**Recorded information**
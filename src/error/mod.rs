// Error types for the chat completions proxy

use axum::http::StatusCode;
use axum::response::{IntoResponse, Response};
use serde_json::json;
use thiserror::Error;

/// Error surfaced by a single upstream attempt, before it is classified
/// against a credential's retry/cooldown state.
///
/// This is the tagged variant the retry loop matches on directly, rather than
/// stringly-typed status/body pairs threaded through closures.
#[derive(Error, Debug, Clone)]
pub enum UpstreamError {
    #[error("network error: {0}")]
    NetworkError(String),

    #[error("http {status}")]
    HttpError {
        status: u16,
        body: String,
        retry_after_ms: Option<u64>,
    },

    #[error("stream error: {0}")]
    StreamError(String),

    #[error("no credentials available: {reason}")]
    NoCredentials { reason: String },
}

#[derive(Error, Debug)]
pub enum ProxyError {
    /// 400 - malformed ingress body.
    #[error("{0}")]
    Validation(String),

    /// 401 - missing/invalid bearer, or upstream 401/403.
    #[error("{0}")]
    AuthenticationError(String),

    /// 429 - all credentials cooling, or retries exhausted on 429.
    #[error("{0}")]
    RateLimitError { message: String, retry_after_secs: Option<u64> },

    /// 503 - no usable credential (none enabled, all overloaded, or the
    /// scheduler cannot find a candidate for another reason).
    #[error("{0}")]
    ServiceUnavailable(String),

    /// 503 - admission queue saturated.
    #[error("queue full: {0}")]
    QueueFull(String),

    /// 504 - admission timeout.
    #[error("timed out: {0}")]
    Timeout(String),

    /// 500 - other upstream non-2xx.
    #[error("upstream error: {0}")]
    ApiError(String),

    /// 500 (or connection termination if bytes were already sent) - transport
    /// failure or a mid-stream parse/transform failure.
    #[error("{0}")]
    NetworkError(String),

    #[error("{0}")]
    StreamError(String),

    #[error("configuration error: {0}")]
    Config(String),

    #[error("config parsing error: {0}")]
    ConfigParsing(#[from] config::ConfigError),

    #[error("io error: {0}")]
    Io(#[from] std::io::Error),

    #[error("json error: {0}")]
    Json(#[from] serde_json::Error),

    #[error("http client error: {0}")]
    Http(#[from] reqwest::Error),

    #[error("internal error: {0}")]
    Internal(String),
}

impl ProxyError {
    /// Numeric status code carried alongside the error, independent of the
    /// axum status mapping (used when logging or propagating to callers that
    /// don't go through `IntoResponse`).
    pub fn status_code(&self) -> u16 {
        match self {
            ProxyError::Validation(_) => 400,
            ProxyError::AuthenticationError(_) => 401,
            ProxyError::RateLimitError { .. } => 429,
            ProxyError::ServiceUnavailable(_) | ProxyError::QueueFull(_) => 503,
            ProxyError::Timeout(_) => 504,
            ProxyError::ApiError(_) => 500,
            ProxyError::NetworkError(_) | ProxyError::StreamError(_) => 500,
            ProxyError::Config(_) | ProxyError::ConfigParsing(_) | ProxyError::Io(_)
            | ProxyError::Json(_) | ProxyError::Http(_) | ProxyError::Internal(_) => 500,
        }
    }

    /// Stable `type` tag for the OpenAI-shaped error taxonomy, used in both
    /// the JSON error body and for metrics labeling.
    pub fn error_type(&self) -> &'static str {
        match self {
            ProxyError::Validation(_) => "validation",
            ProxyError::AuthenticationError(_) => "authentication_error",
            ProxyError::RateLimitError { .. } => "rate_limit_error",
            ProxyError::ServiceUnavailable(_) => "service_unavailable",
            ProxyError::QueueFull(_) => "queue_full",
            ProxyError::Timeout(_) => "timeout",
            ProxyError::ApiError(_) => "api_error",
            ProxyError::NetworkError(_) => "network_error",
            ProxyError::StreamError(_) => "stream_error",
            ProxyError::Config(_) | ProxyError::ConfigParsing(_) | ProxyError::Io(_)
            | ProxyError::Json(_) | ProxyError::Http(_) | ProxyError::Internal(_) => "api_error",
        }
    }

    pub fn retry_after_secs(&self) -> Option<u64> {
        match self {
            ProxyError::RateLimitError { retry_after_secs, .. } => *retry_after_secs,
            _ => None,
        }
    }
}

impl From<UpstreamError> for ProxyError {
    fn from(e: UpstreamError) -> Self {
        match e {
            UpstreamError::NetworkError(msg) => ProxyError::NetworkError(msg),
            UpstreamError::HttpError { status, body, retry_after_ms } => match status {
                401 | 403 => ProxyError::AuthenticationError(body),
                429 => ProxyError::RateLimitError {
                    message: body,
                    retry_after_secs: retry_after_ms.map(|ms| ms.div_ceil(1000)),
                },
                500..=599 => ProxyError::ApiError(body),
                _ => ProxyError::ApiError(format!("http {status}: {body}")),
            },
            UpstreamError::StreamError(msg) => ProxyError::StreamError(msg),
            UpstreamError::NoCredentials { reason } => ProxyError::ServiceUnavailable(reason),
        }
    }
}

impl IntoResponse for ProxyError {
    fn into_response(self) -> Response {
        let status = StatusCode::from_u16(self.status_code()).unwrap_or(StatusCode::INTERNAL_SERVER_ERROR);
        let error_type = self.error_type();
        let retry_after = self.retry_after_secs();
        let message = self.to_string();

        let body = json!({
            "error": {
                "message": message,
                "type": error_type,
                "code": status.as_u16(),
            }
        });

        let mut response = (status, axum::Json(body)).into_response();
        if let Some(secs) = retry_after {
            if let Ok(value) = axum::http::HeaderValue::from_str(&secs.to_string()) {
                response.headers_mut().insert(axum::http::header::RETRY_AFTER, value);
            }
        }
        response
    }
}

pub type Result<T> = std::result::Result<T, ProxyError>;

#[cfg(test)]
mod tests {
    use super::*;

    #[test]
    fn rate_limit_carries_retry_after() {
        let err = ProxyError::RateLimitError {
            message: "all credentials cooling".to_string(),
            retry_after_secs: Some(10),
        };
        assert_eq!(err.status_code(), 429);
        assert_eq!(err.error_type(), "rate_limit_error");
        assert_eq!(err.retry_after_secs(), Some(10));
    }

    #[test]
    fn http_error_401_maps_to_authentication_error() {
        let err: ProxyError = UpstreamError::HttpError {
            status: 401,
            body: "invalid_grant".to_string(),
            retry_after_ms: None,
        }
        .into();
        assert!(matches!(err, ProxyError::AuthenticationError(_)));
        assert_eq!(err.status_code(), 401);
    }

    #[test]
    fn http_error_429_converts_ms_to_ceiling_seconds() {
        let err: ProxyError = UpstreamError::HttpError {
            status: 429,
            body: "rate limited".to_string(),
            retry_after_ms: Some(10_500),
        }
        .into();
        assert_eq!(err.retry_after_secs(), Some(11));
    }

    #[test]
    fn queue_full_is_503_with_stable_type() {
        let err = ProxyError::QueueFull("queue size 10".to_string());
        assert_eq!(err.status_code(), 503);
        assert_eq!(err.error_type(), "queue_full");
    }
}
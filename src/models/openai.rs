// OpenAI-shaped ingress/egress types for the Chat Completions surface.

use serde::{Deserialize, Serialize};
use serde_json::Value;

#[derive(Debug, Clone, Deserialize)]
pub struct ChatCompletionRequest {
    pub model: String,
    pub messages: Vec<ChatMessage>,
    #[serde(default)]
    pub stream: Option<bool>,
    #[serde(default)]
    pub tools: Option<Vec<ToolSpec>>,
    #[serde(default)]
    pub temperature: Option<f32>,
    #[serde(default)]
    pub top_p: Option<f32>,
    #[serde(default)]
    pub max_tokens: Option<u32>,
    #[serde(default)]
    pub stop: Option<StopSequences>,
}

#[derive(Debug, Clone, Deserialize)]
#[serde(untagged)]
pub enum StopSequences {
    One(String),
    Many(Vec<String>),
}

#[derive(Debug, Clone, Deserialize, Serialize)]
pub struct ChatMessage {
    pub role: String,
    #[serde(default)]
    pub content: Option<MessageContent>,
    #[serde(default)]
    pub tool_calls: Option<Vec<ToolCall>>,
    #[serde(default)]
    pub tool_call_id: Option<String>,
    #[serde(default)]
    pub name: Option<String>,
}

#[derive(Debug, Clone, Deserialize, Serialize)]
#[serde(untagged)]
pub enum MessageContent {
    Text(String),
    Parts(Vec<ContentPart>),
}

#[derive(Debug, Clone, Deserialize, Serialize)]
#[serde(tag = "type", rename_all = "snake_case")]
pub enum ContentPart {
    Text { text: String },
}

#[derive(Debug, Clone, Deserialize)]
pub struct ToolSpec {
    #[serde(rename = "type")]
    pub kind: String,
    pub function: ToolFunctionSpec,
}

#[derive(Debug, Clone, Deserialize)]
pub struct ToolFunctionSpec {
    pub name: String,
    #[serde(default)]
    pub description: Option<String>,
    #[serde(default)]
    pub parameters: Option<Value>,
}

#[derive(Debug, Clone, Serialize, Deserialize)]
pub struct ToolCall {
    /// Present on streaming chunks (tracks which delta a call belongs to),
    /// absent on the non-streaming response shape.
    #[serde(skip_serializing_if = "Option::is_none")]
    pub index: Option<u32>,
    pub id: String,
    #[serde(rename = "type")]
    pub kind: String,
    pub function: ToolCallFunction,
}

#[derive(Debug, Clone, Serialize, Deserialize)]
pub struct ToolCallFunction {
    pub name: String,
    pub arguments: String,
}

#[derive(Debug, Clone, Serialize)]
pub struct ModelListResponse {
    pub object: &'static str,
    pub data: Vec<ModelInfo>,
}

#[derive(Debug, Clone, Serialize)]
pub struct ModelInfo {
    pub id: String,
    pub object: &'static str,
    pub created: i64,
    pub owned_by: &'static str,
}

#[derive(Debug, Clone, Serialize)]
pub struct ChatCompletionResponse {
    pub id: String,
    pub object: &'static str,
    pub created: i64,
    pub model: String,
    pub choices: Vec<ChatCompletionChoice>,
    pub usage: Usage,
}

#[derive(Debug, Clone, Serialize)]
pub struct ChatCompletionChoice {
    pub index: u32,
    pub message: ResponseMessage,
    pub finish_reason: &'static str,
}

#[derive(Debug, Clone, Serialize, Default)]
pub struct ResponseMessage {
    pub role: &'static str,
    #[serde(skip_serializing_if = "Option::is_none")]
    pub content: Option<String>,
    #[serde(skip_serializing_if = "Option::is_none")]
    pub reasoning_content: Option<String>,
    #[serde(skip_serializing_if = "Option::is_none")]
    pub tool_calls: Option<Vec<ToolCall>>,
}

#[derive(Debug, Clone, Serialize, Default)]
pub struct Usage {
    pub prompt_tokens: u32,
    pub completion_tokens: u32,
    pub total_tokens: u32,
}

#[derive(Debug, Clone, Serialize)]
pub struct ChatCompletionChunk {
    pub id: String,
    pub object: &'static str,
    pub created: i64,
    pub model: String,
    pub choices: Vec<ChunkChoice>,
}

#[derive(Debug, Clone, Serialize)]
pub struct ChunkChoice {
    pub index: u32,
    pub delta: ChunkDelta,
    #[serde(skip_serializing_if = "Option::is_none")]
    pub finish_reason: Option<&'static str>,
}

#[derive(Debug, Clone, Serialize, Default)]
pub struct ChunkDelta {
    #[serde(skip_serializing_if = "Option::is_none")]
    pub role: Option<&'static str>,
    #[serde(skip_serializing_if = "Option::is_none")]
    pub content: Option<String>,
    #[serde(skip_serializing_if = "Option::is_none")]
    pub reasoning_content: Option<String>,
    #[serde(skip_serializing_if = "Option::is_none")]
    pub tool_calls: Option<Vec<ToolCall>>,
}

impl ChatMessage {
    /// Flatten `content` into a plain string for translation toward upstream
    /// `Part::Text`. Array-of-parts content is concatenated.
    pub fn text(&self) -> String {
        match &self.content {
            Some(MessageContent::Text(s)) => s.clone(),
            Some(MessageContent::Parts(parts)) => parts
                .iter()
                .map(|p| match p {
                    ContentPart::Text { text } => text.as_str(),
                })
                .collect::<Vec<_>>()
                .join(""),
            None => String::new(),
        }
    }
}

**Exercise instructions**
Find out how many lines in the data above hold the word "filename". Write only the number.

**Your solution**
2